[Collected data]
━━━━━━━━━━━━━━━━

//! Common test utilities for qm integration tests.
//!
//! Provides `TestEnv` for isolated test environments that never touch the
//! user's real data or config directories.

#![allow(dead_code)]

use assert_cmd::Command;
use std::path::Path;
pub use tempfile::TempDir;

/// Settings read from the environment that must not leak in from the host.
const SETTING_VARS: &[&str] = &[
    "LOCK_TIMEOUT",
    "MAX_RETRIES",
    "RETRY_DELAY",
    "UNRESPONSIVE_THRESHOLD",
    "SUPERVISE_INTERVAL",
    "SYNC_INTERVAL",
    "MONITOR_INTERVAL",
    "COMPLEXITY_THRESHOLD",
    "COVERAGE_DROP_THRESHOLD",
    "BUILD_TIME_INCREASE_THRESHOLD",
    "ERROR_RATE_THRESHOLD",
    "DEPENDENCY_STALE_DAYS",
    "CHECKPOINT_KEEP",
    "COMMAND_TIMEOUT",
];

/// A test environment with isolated project and data directories.
///
/// - `project_dir`: the project tree agents work on (the command's cwd)
/// - `data_dir`: Quartermaster's state (via `QM_DATA_DIR`), also used as
///   `XDG_CONFIG_HOME` so no system config is picked up
pub struct TestEnv {
    pub project_dir: TempDir,
    pub data_dir: TempDir,
}

impl TestEnv {
    pub fn new() -> Self {
        Self {
            project_dir: TempDir::new().unwrap(),
            data_dir: TempDir::new().unwrap(),
        }
    }

    /// Get a Command for the qm binary with isolated state.
    pub fn qm(&self) -> Command {
        let mut cmd = Command::new(env!("CARGO_BIN_EXE_qm"));
        cmd.current_dir(self.project_dir.path());
        cmd.env("QM_DATA_DIR", self.data_dir.path());
        cmd.env("XDG_CONFIG_HOME", self.data_dir.path().join("xdg"));
        cmd.env_remove("QM_PROJECT");
        cmd.env_remove("QM_AGENT_NAME");
        cmd.env_remove("QM_LOG");
        for var in SETTING_VARS {
            cmd.env_remove(var);
        }
        cmd
    }

    /// Run qm with `args` expecting success, and parse stdout as JSON.
    pub fn qm_json(&self, args: &[&str]) -> serde_json::Value {
        let output = self.qm().args(args).output().unwrap();
        assert!(
            output.status.success(),
            "qm {:?} failed: {}",
            args,
            String::from_utf8_lossy(&output.stderr)
        );
        serde_json::from_slice(&output.stdout).unwrap()
    }

    pub fn project_path(&self) -> &Path {
        self.project_dir.path()
    }

    pub fn data_path(&self) -> &Path {
        self.data_dir.path()
    }

    /// Register an agent with the given capabilities.
    pub fn register(&self, name: &str, caps: &str, weight: i64) {
        self.qm()
            .args(["agent", "register", name, "-c", caps, "-w", &weight.to_string()])
            .assert()
            .success();
    }
}

impl Default for TestEnv {
    fn default() -> Self {
        Self::new()
    }
}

━━━━━━━━━━━━━━━━

■ **Work instructions**
What must be returned is only the number of lines in the records that hold the word "args".

■ **The answer**
5